This makes me sick

You know our story. You know how many hurdles we had to get over before we could bring Little Dude home. You also know that there is a happy ending. Our wee little boy is growing and developing so fast that even S can’t capture it all on film. Others, though, are not so lucky.

We met another adoptive mother through our agency last year. Her family was anticipating the arrival of twin babies. Her son died shortly after referral and her daughter died 5 months later. The story is way more heart-wrenching than that. They were not able to get a court appearance before rainy season like we did, so they didn’t have a legal leg to stand on. They had to sit here in the US while the events in Ethiopia unfolded.
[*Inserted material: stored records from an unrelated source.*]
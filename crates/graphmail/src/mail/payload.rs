//! The Graph `sendMail` request body.

use serde::Serialize;

use super::attachment::AttachmentDescriptor;

const FILE_ATTACHMENT_ODATA_TYPE: &str = "#microsoft.graph.fileAttachment";

/// A single-recipient, plain-text message.
#[derive(Debug, Clone)]
pub struct EmailMessage {
    pub to: String,
    pub subject: String,
    pub body_text: String,
    pub attachment: Option<AttachmentDescriptor>,
}

/// Top-level sendMail body. Borrows from the [`EmailMessage`] it was built from.
#[derive(Debug, Serialize)]
#[serde(rename_all = "camelCase")]
pub struct SendMailRequest<'a> {
    pub message: GraphMessage<'a>,
    pub save_to_sent_items: bool,
}

#[derive(Debug, Serialize)]
#[serde(rename_all = "camelCase")]
pub struct GraphMessage<'a> {
    pub subject: &'a str,
    pub body: ItemBody<'a>,
    pub to_recipients: Vec<Recipient<'a>>,
    /// Always present; empty when there is no attachment.
    pub attachments: Vec<FileAttachment<'a>>,
}

#[derive(Debug, Serialize)]
#[serde(rename_all = "camelCase")]
pub struct ItemBody<'a> {
    pub content_type: &'static str,
    pub content: &'a str,
}

#[derive(Debug, Serialize)]
#[serde(rename_all = "camelCase")]
pub struct Recipient<'a> {
    pub email_address: EmailAddress<'a>,
}

#[derive(Debug, Serialize)]
pub struct EmailAddress<'a> {
    pub address: &'a str,
}

#[derive(Debug, Serialize)]
#[serde(rename_all = "camelCase")]
pub struct FileAttachment<'a> {
    #[serde(rename = "@odata.type")]
    pub odata_type: &'static str,
    pub name: &'a str,
    pub content_type: &'a str,
    pub content_bytes: &'a str,
}

impl<'a> From<&'a AttachmentDescriptor> for FileAttachment<'a> {
    fn from(attachment: &'a AttachmentDescriptor) -> Self {
        Self {
            odata_type: FILE_ATTACHMENT_ODATA_TYPE,
            name: &attachment.name,
            content_type: &attachment.content_type,
            content_bytes: &attachment.base64_content,
        }
    }
}

/// Builds the sendMail body.
///
/// The body is always sent as `Text`, whatever it contains, and the message
/// is always saved to Sent Items.
pub fn build_payload(message: &EmailMessage) -> SendMailRequest<'_> {
    SendMailRequest {
        message: GraphMessage {
            subject: &message.subject,
            body: ItemBody {
                content_type: "Text",
                content: &message.body_text,
            },
            to_recipients: vec![Recipient {
                email_address: EmailAddress {
                    address: &message.to,
                },
            }],
            attachments: message
                .attachment
                .iter()
                .map(FileAttachment::from)
                .collect(),
        },
        save_to_sent_items: true,
    }
}

#[cfg(test)]
mod tests {
    use super::*;
    use base64::Engine;
    use serde_json::json;

    fn message(attachment: Option<AttachmentDescriptor>) -> EmailMessage {
        EmailMessage {
            to: "user@example.com".to_string(),
            subject: "Line 3 stopped".to_string(),
            body_text: "<b>not html</b>".to_string(),
            attachment,
        }
    }

    #[test]
    fn test_payload_without_attachment() {
        let msg = message(None);
        let value = serde_json::to_value(build_payload(&msg)).unwrap();

        assert_eq!(
            value,
            json!({
                "message": {
                    "subject": "Line 3 stopped",
                    "body": { "contentType": "Text", "content": "<b>not html</b>" },
                    "toRecipients": [ { "emailAddress": { "address": "user@example.com" } } ],
                    "attachments": []
                },
                "saveToSentItems": true
            })
        );
    }

    #[test]
    fn test_payload_with_attachment() {
        let bytes = b"%PDF-1.7 fake document";
        let msg = message(Some(AttachmentDescriptor::from_bytes("alarm.pdf", bytes)));
        let value = serde_json::to_value(build_payload(&msg)).unwrap();

        let attachments = value["message"]["attachments"].as_array().unwrap();
        assert_eq!(attachments.len(), 1);

        let entry = &attachments[0];
        assert_eq!(entry["@odata.type"], "#microsoft.graph.fileAttachment");
        assert_eq!(entry["name"], "alarm.pdf");
        assert_eq!(entry["contentType"], "application/pdf");

        let decoded = base64::engine::general_purpose::STANDARD
            .decode(entry["contentBytes"].as_str().unwrap())
            .unwrap();
        assert_eq!(decoded, bytes);
    }

    #[test]
    fn test_single_recipient() {
        let msg = message(None);
        let payload = build_payload(&msg);
        assert_eq!(payload.message.to_recipients.len(), 1);
    }
}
The southern regional government is doing all sorts of things. They continue to close orphanages and move kids to secret “temporary” locations. They take kids from these “temporary” locations after 7 months and move them to another temporary location. There are no biological families, yet the adoptive families in the US have no legal claim and can do nothing. They can’t even send formula and diapers to the orphanages.

The government in that region is also pushing reunification. Don’t get me wrong – if a family gave up their child under pressure they have every right to take him or her back. If they relinquished their child due to poverty or illness and their situation has changed, and the child has not legally been adopted, they should be able to take their child back. However, children should only be returned to parents who are willing and able to raise them to adulthood.

Check out this article on the Huffington Post. Forcing a parent to take back their child, knowing that they cannot care for them, is irresponsible. This is not an isolated situation. This has been happening for months. Our friends were adopting girls who were relinquished by their father who could obviously not take care of them. Our friends met the father, assured him that they would take good care of his girls, and were deemed to be their legal parents. Months later the regional government went to him and told him he had to take his girls back. He reiterated to the representative that he could not care for them due to health reasons. He relayed that he was very confused, and almost signed the contract they put in front of them – a contract which said he would take the girls back, raise them, and never try to send them to an orphanage again.

I can understand the spirit of what is being done. There are truly cases where kids are taken from their families under less than pure circumstances. Those parents want their children back AND can provide them with their basic needs, and maybe a little more. In those cases reunification is a viable solution. Had someone come to us and told us that Little Dude’s family was found, that they wanted him back and that they could care for him, we would have been absolutely heart-broken, but we would have understood. Whenever possible a child should be able to stay with their parents. However, if a parent knowingly and willingly (even if it breaks their heart) relinquishes their child, a government should not force them to take the child back and raise them. The sums of money the government is giving these families is not enough to provide for these children. The money will run out quickly. Then what will happen?

It all comes back to adoption reform – reform here and reform there. Agencies in the US need to be certain that they are referring true orphans. They should be performing investigations to verify children’s orphan status. They should be taking the time to ensure the proper paperwork is in order. Orphanages in Ethiopia need to be sure that they receive proper documentation from the individuals who are bringing children to them. They need to provide adequate (at a minimum) care to the children they house. Officials need to ensure that the paperwork they receive and approve is valid. There is a lot of work to be done. It makes me tired just thinking about it. But it needs done.